The state is looking to have strike teams to enhance the work, by speeding up help for nursing homes, with on-site testing at nursing homes with outbreaks and focus on infection-control measures, including PPE, she said. Staff and assistants will be tested every seven to 10 days for coronavirus, she said.
In the congregant care setting, they can use testing more strategically, and repeat the tests on a regular basis to continue assessing the risks, she said. The state wants to address shortages in staffing at nursing homes, Alexander-Scott.
Rhode Island officials are still struggling to get enough personal protective equipment for health care workers. Raimondo said the state is seeking to have a 30-day supply on hand. “We’re not out of the woods yet," she said. “We’re competing with other states and the federal government.”
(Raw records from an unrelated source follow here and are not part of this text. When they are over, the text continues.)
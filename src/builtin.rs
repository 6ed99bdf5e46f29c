pub const FEED_CSS: &str = include_str!("feed.css");
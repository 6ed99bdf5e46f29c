use std::sync::Mutex;

use crate::model::{Channel, Post, Profile};

/// A push-style request for the host navigator.
#[derive(Debug, Clone, PartialEq)]
pub enum Route {
    Timeline { channel: Option<Channel> },
    Profile(Profile),
    Post(Post),
    Notifications,
}

pub trait Navigator: Send + Sync {
    fn push(&self, route: Route);
}

/// Navigation callbacks a card invokes but does not implement.
pub trait CardDelegate {
    fn open_profile(&self, profile: &Profile);

    fn open_channel(&self, channel: &Channel);
}

/// Logs requests instead of navigating; used by the command line front end.
#[derive(Debug, Default)]
pub struct LogNavigator;

impl Navigator for LogNavigator {
    fn push(&self, route: Route) {
        match &route {
            Route::Timeline { channel: Some(c) } => {
                tracing::info!(channel = %c.name, "navigate: channel timeline")
            }
            Route::Timeline { channel: None } => tracing::info!("navigate: timeline"),
            Route::Profile(p) => tracing::info!(uid = %p.uid, "navigate: profile"),
            Route::Post(p) => tracing::info!(post_id = %p.id, "navigate: post"),
            Route::Notifications => tracing::info!("navigate: notifications"),
        }
    }
}

/// Keeps every pushed route in order.
#[derive(Debug, Default)]
pub struct RecordingNavigator {
    routes: Mutex<Vec<Route>>,
}

impl RecordingNavigator {
    pub fn new() -> Self {
        Self::default()
    }

    pub fn routes(&self) -> Vec<Route> {
        self.routes
            .lock()
            .map(|r| r.clone())
            .unwrap_or_default()
    }
}

impl Navigator for RecordingNavigator {
    fn push(&self, route: Route) {
        if let Ok(mut routes) = self.routes.lock() {
            routes.push(route);
        }
    }
}

impl<N: Navigator + ?Sized> Navigator for std::sync::Arc<N> {
    fn push(&self, route: Route) {
        (**self).push(route)
    }
}
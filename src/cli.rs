use std::path::PathBuf;

use clap::{Args as ClapArgs, Parser, Subcommand, ValueEnum};
use url::Url;

use crate::i18n::Locale;
use crate::model::VoteType;

#[derive(Debug, Clone, Copy, ValueEnum)]
pub enum ProgressMode {
    /// Enable progress UI when stderr is a TTY.
    Auto,
    /// Always enable progress UI (even when piped).
    Always,
    /// Never show progress UI.
    Never,
}

#[derive(Debug, Clone, Copy, PartialEq, Eq, ValueEnum)]
pub enum Direction {
    Up,
    Down,
}

impl From<Direction> for VoteType {
    fn from(d: Direction) -> Self {
        match d {
            Direction::Up => VoteType::Up,
            Direction::Down => VoteType::Down,
        }
    }
}

#[derive(Debug, Parser)]
#[command(author, version, about)]
pub struct Args {
    #[command(flatten)]
    pub common: CommonArgs,

    #[command(subcommand)]
    pub command: Command,
}

#[derive(Debug, Clone, ClapArgs)]
pub struct CommonArgs {
    /// GraphQL endpoint of the backend (e.g. `https://api.example.com/graphql`).
    #[arg(long, global = true, default_value = "http://localhost:4000/graphql")]
    pub endpoint: Url,

    /// Bearer token sent with every request.
    #[arg(long, global = true)]
    pub token: Option<String>,

    /// HTTP User-Agent.
    #[arg(long, global = true, default_value = "habla-feed/0.1")]
    pub user_agent: String,

    /// Request timeout in seconds. Unset means requests may wait indefinitely.
    #[arg(long, global = true)]
    pub timeout_secs: Option<u64>,

    /// Directory holding the local key-value cache.
    #[arg(long, global = true, default_value = ".habla-cache")]
    pub cache_dir: PathBuf,

    /// Ignore a cached timeline older than this many seconds. Unset keeps it until replaced.
    #[arg(long, global = true)]
    pub cache_max_age_secs: Option<u64>,

    /// Latitude of the caller; requires `--longitude`.
    #[arg(long, global = true, requires = "longitude", allow_hyphen_values = true)]
    pub latitude: Option<f64>,

    /// Longitude of the caller; requires `--latitude`.
    #[arg(long, global = true, requires = "latitude", allow_hyphen_values = true)]
    pub longitude: Option<f64>,

    /// Message language.
    #[arg(long, global = true, value_enum, default_value = "en")]
    pub locale: Locale,

    /// Progress display: `auto`, `always`, or `never`.
    #[arg(long, global = true, value_enum, default_value = "auto")]
    pub progress: ProgressMode,
}

#[derive(Debug, Subcommand)]
pub enum Command {
    /// Load the timeline (cache first, then network) and print or render it.
    Timeline {
        /// Channel id for a channel-scoped timeline; the root feed when omitted.
        #[arg(long)]
        channel_id: Option<String>,

        /// Channel name shown in the title of a channel-scoped timeline.
        #[arg(long, requires = "channel_id")]
        channel_name: Option<String>,

        /// Write an HTML page here instead of printing text.
        #[arg(long)]
        out: Option<PathBuf>,
    },

    /// Cast a vote on a post and print the server's tally.
    Vote {
        /// Post identifier.
        post_id: String,

        #[arg(value_enum)]
        direction: Direction,
    },
}
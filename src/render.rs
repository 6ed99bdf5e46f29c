use maud::{DOCTYPE, Markup, PreEscaped, html};

use crate::builtin;
use crate::card::{BodySegment, CardView};
use crate::i18n::Locale;

pub struct FeedPage<'a> {
    pub title: &'a str,
    pub locale: Locale,
    pub error: Option<&'a str>,
    pub cards: &'a [CardView],
}

pub fn build_html(page: &FeedPage<'_>) -> String {
    let markup: Markup = html! {
        (DOCTYPE)
        html lang=(page.locale.code()) {
            head {
                meta charset="utf-8";
                meta name="viewport" content="width=device-width, initial-scale=1";
                title { (page.title) }
                style { (PreEscaped(builtin::FEED_CSS)) }
            }
            body class="hf" {
                header class="hf-topbar" {
                    h1 { (page.title) }
                }
                @if let Some(message) = page.error {
                    div class="hf-error" role="alert" { (message) }
                }
                main class="hf-feed" {
                    @for card in page.cards {
                        (render_card(card))
                    }
                }
            }
        }
    };
    markup.into_string()
}

pub fn render_card(card: &CardView) -> Markup {
    let vote_class = |active: bool| if active { "hf-vote hf-vote-active" } else { "hf-vote" };

    html! {
        article id=(format!("post-{}", card.post_id)) class="hf-post" {
            header class="hf-post-header" {
                span class="hf-author" data-disabled[!card.can_open_author] {
                    @if let Some(photo) = &card.author_photo {
                        img class="hf-avatar" width="40" height="40" src=(photo) alt="avatar";
                    }
                    (card.author)
                }
                @if let Some(distance) = &card.distance {
                    span class="hf-distance" { (distance) }
                }
            }
            div class="hf-post-body" {
                div class="hf-post-left" {
                    p class="hf-text" {
                        @for segment in &card.segments {
                            (render_segment(segment))
                        }
                    }
                    @if let Some(photo) = &card.photo_url {
                        img class="hf-photo" src=(photo) alt="";
                    }
                }
                div class="hf-post-right" {
                    button type="button" class=(vote_class(!card.can_vote_up)) disabled[!card.can_vote_up] { "▲" }
                    span class="hf-rate" { (card.rate) }
                    button type="button" class=(vote_class(!card.can_vote_down)) disabled[!card.can_vote_down] { "▼" }
                    @if let Some(err) = &card.vote_error {
                        span class="hf-vote-error" title=(err) { "!" }
                    }
                }
            }
            footer class="hf-post-footer" {
                time { (card.age) }
                @if let Some(channel) = &card.channel {
                    span class="hf-sep" { "•" }
                    a class="hf-channel" href=(format!("#channel-{}", channel.id)) { "#" (channel.name) }
                }
                span class="hf-sep" { "•" }
                span class="hf-comments" { (card.comments_count) }
            }
        }
    }
}

fn render_segment(segment: &BodySegment) -> Markup {
    match segment {
        BodySegment::Text(text) => html! { (text) },
        BodySegment::Hashtag {
            tag,
            channel: Some(channel),
        } => html! {
            a class="hf-hashtag" href=(format!("#channel-{}", channel.id)) data-channel-id=(channel.id) { "#" (tag) }
        },
        BodySegment::Hashtag { tag, channel: None } => html! {
            span class="hf-hashtag" { "#" (tag) }
        },
    }
}

/// Plain-text listing for terminals.
pub fn build_text(page: &FeedPage<'_>) -> String {
    let mut out = String::new();
    out.push_str(page.title);
    out.push('\n');
    if let Some(message) = page.error {
        out.push_str("! ");
        out.push_str(message);
        out.push('\n');
    }
    for card in page.cards {
        let vote = match card.vote {
            Some(v) => format!(" [{v}]"),
            None => String::new(),
        };
        out.push_str(&format!(
            "\n{} ({}{}){}\n",
            card.author,
            card.age,
            card.distance
                .as_deref()
                .map(|d| format!(", {d}"))
                .unwrap_or_default(),
            vote
        ));
        let body: String = card
            .segments
            .iter()
            .map(|s| match s {
                BodySegment::Text(t) => t.clone(),
                BodySegment::Hashtag { tag, .. } => format!("#{tag}"),
            })
            .collect();
        out.push_str(&format!("  {body}\n"));
        out.push_str(&format!(
            "  rate {} · comments {} · id {}\n",
            card.rate, card.comments_count, card.post_id
        ));
    }
    out
}
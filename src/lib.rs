pub mod cache;
pub mod card;
pub mod client;
pub mod error;
pub mod feed;
pub mod i18n;
pub mod location;
pub mod model;
pub mod nav;
pub mod render;

mod builtin;
mod cli;
mod progress;

use std::sync::Arc;
use std::time::Duration;

use anyhow::Context as _;
use chrono::Utc;

use cache::{FeedCache, FileStore, Staleness};
use card::VoteAttempt;
use client::{ClientOptions, GraphqlClient};
use feed::{FeedController, FeedScope, FetchOutcome};
use location::{FixedLocation, LocationProvider, NoLocation};
use model::{Channel, Coordinates};
use nav::LogNavigator;

pub use cli::{Args as CliArgs, Command, CommonArgs, Direction, ProgressMode};

type CliFeed = FeedController<GraphqlClient, Box<dyn LocationProvider>, FileStore, LogNavigator>;

pub async fn run(args: CliArgs) -> anyhow::Result<()> {
    use std::io::IsTerminal as _;

    let progress_enabled = match args.common.progress {
        ProgressMode::Always => true,
        ProgressMode::Never => false,
        ProgressMode::Auto => std::io::stderr().is_terminal(),
    };
    let progress = progress::Progress::new(progress_enabled);

    let res = match &args.command {
        Command::Timeline {
            channel_id,
            channel_name,
            out,
        } => {
            let scope = match channel_id {
                Some(id) => FeedScope::Channel(Channel {
                    id: id.clone(),
                    name: channel_name.clone().unwrap_or_else(|| id.clone()),
                }),
                None => FeedScope::Root,
            };
            let feed = build_feed(&args.common, scope)?;
            timeline(&feed, out.as_deref(), &progress).await
        }
        Command::Vote { post_id, direction } => {
            let feed = build_feed(&args.common, FeedScope::Root)?;
            vote(&feed, post_id, (*direction).into(), &progress).await
        }
    };
    progress.finish();
    res
}

fn build_feed(common: &CommonArgs, scope: FeedScope) -> anyhow::Result<CliFeed> {
    let options = ClientOptions {
        user_agent: common.user_agent.clone(),
        token: common.token.clone(),
        timeout: common.timeout_secs.map(Duration::from_secs),
    };
    let api = GraphqlClient::new(common.endpoint.clone(), &options)
        .with_context(|| format!("create client for {}", common.endpoint))?;

    let location: Box<dyn LocationProvider> = match (common.latitude, common.longitude) {
        (Some(latitude), Some(longitude)) => Box::new(FixedLocation(Coordinates {
            latitude,
            longitude,
        })),
        _ => Box::new(NoLocation),
    };

    let staleness = match common.cache_max_age_secs {
        Some(secs) => Staleness::MaxAge(Duration::from_secs(secs)),
        None => Staleness::Unbounded,
    };
    let cache = FeedCache::new(FileStore::new(common.cache_dir.clone()), staleness);

    Ok(FeedController::new(api, location, cache, LogNavigator, scope).with_locale(common.locale))
}

async fn timeline(
    feed: &CliFeed,
    out: Option<&std::path::Path>,
    progress: &Arc<progress::Progress>,
) -> anyhow::Result<()> {
    progress.set_stage("loading cached timeline");
    feed.load_cached().await;

    progress.set_stage("fetching posts");
    match feed.refresh().await {
        FetchOutcome::Updated(count) => tracing::info!(count, "fetched timeline"),
        FetchOutcome::Failed(error) => tracing::warn!(?error, "showing last known timeline"),
        FetchOutcome::Superseded => {}
    }

    progress.set_stage("rendering");
    let now = Utc::now();
    let locale = feed.locale();
    let views: Vec<_> = feed.cards().iter().map(|c| c.view(locale, now)).collect();
    let title = feed.title();
    let page = render::FeedPage {
        title: &title,
        locale,
        error: feed.error_message(),
        cards: &views,
    };

    match out {
        Some(path) => {
            if let Some(parent) = path.parent() {
                if !parent.as_os_str().is_empty() {
                    std::fs::create_dir_all(parent)
                        .with_context(|| format!("create {}", parent.display()))?;
                }
            }
            std::fs::write(path, render::build_html(&page))
                .with_context(|| format!("write {}", path.display()))?;
            tracing::info!(path = %path.display(), "wrote timeline html");
        }
        None => print!("{}", render::build_text(&page)),
    }
    Ok(())
}

async fn vote(
    feed: &CliFeed,
    post_id: &str,
    direction: model::VoteType,
    progress: &Arc<progress::Progress>,
) -> anyhow::Result<()> {
    progress.set_stage("fetching posts");
    feed.mount().await;

    let mut card = feed
        .cards()
        .into_iter()
        .find(|c| c.post().id == post_id)
        .with_context(|| format!("post {post_id} is not in the timeline"))?;

    progress.set_stage(format!("voting {direction}"));
    match card.vote(feed.api(), direction).await {
        VoteAttempt::Confirmed => {
            println!("{post_id}: rate {} ({direction})", card.rate());
            Ok(())
        }
        VoteAttempt::Failed { retryable } => {
            let err = card
                .last_error()
                .map(|e| e.to_string())
                .unwrap_or_else(|| "vote failed".to_string());
            if retryable {
                anyhow::bail!("{err} (retry later)")
            }
            anyhow::bail!("{err}")
        }
        VoteAttempt::Ignored => Ok(()),
    }
}
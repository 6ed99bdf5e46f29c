use std::collections::HashMap;
use std::io::Write as _;
use std::path::PathBuf;
use std::time::Duration;

use async_trait::async_trait;
use chrono::{DateTime, Utc};
use serde::{Deserialize, Serialize};

use crate::error::StoreError;
use crate::model::Post;

pub const TIMELINE_CACHE_KEY: &str = "cached-timeline";

/// String-keyed blob storage, the local persistence the feed is given.
#[async_trait]
pub trait KeyValueStore: Send + Sync {
    async fn get(&self, key: &str) -> Result<Option<String>, StoreError>;

    async fn set(&self, key: &str, value: &str) -> Result<(), StoreError>;
}

/// One file per key under a directory.
#[derive(Debug, Clone)]
pub struct FileStore {
    dir: PathBuf,
}

impl FileStore {
    pub fn new(dir: impl Into<PathBuf>) -> Self {
        Self { dir: dir.into() }
    }

    fn path_for(&self, key: &str) -> Result<PathBuf, StoreError> {
        let valid = !key.is_empty()
            && key
                .chars()
                .all(|c| c.is_ascii_alphanumeric() || c == '-' || c == '_');
        if !valid {
            return Err(StoreError::InvalidKey(key.to_string()));
        }
        Ok(self.dir.join(format!("{key}.json")))
    }
}

#[async_trait]
impl KeyValueStore for FileStore {
    async fn get(&self, key: &str) -> Result<Option<String>, StoreError> {
        let path = self.path_for(key)?;
        match tokio::fs::read_to_string(&path).await {
            Ok(text) => Ok(Some(text)),
            Err(e) if e.kind() == std::io::ErrorKind::NotFound => Ok(None),
            Err(source) => Err(StoreError::Io {
                key: key.to_string(),
                source,
            }),
        }
    }

    async fn set(&self, key: &str, value: &str) -> Result<(), StoreError> {
        let path = self.path_for(key)?;
        let dir = self.dir.clone();
        let value = value.to_owned();

        // Each write goes through its own temp file, then replaces the entry in one rename.
        let written = tokio::task::spawn_blocking(move || -> std::io::Result<()> {
            std::fs::create_dir_all(&dir)?;
            let mut tmp = tempfile::NamedTempFile::new_in(&dir)?;
            tmp.write_all(value.as_bytes())?;
            tmp.persist(&path).map_err(|e| e.error)?;
            Ok(())
        })
        .await
        .map_err(std::io::Error::other)
        .and_then(|res| res);

        written.map_err(|source| StoreError::Io {
            key: key.to_string(),
            source,
        })
    }
}

#[derive(Debug, Default)]
pub struct MemoryStore {
    entries: tokio::sync::Mutex<HashMap<String, String>>,
}

impl MemoryStore {
    pub fn new() -> Self {
        Self::default()
    }

    pub async fn contains(&self, key: &str) -> bool {
        self.entries.lock().await.contains_key(key)
    }
}

#[async_trait]
impl KeyValueStore for MemoryStore {
    async fn get(&self, key: &str) -> Result<Option<String>, StoreError> {
        Ok(self.entries.lock().await.get(key).cloned())
    }

    async fn set(&self, key: &str, value: &str) -> Result<(), StoreError> {
        self.entries
            .lock()
            .await
            .insert(key.to_string(), value.to_string());
        Ok(())
    }
}

/// How long a cached root feed stays usable for hydration.
#[derive(Debug, Clone, Copy, PartialEq, Eq, Default)]
pub enum Staleness {
    /// Any saved list is shown until the next successful fetch replaces it.
    #[default]
    Unbounded,
    MaxAge(Duration),
}

#[derive(Debug, Clone, Serialize, Deserialize)]
#[serde(rename_all = "camelCase")]
pub struct CachedTimeline {
    pub saved_at: DateTime<Utc>,
    pub posts: Vec<Post>,
}

#[derive(Deserialize)]
#[serde(untagged)]
enum StoredTimeline {
    Entry(CachedTimeline),
    // Older clients wrote the bare list.
    Legacy(Vec<Post>),
}

/// The "last fetched root feed" entry on top of a [`KeyValueStore`].
pub struct FeedCache<S> {
    store: S,
    staleness: Staleness,
}

impl<S: KeyValueStore> FeedCache<S> {
    pub fn new(store: S, staleness: Staleness) -> Self {
        Self { store, staleness }
    }

    pub fn store(&self) -> &S {
        &self.store
    }

    /// Reads the saved list. `Ok(None)` when nothing usable is stored.
    pub async fn load(&self, now: DateTime<Utc>) -> Result<Option<Vec<Post>>, StoreError> {
        let Some(text) = self.store.get(TIMELINE_CACHE_KEY).await? else {
            return Ok(None);
        };

        match serde_json::from_str::<StoredTimeline>(&text)? {
            StoredTimeline::Legacy(posts) => Ok(Some(posts)),
            StoredTimeline::Entry(entry) => {
                if let Staleness::MaxAge(max_age) = self.staleness {
                    let age = (now - entry.saved_at).to_std().unwrap_or_default();
                    if age > max_age {
                        tracing::info!(
                            age_secs = age.as_secs(),
                            max_age_secs = max_age.as_secs(),
                            "cached timeline is stale; ignoring"
                        );
                        return Ok(None);
                    }
                }
                Ok(Some(entry.posts))
            }
        }
    }

    pub async fn save(&self, posts: &[Post], now: DateTime<Utc>) -> Result<(), StoreError> {
        let entry = CachedTimeline {
            saved_at: now,
            posts: posts.to_vec(),
        };
        let text = serde_json::to_string(&entry)?;
        self.store.set(TIMELINE_CACHE_KEY, &text).await
    }
}

#[async_trait]
impl<T: KeyValueStore + ?Sized> KeyValueStore for std::sync::Arc<T> {
    async fn get(&self, key: &str) -> Result<Option<String>, StoreError> {
        (**self).get(key).await
    }

    async fn set(&self, key: &str, value: &str) -> Result<(), StoreError> {
        (**self).set(key, value).await
    }
}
She said Rhode Island has now received 1.2 million surgical masks, 1.5 million gloves, 10,000 face shields and placed orders for more than 1 million N95 masks, more than 10 million surgical masks, 1 million N95s, along with gloves, gowns and face shields. It’s unclear when those orders will arrive.
Still, Raimondo sought to deliver a message of hope. This ordeal won’t last forever, she said. While life won’t return to normal for at least a year, until there is a vaccine, this will pass, she said.
“What gives me hope are the everyday expressions of kindness, bravery and strength that we see every day,” Raimondo said.
“We’re going to get through it," she added. "It won’t be without a great deal of suffering and hardship, but we will be resilient on the other side.”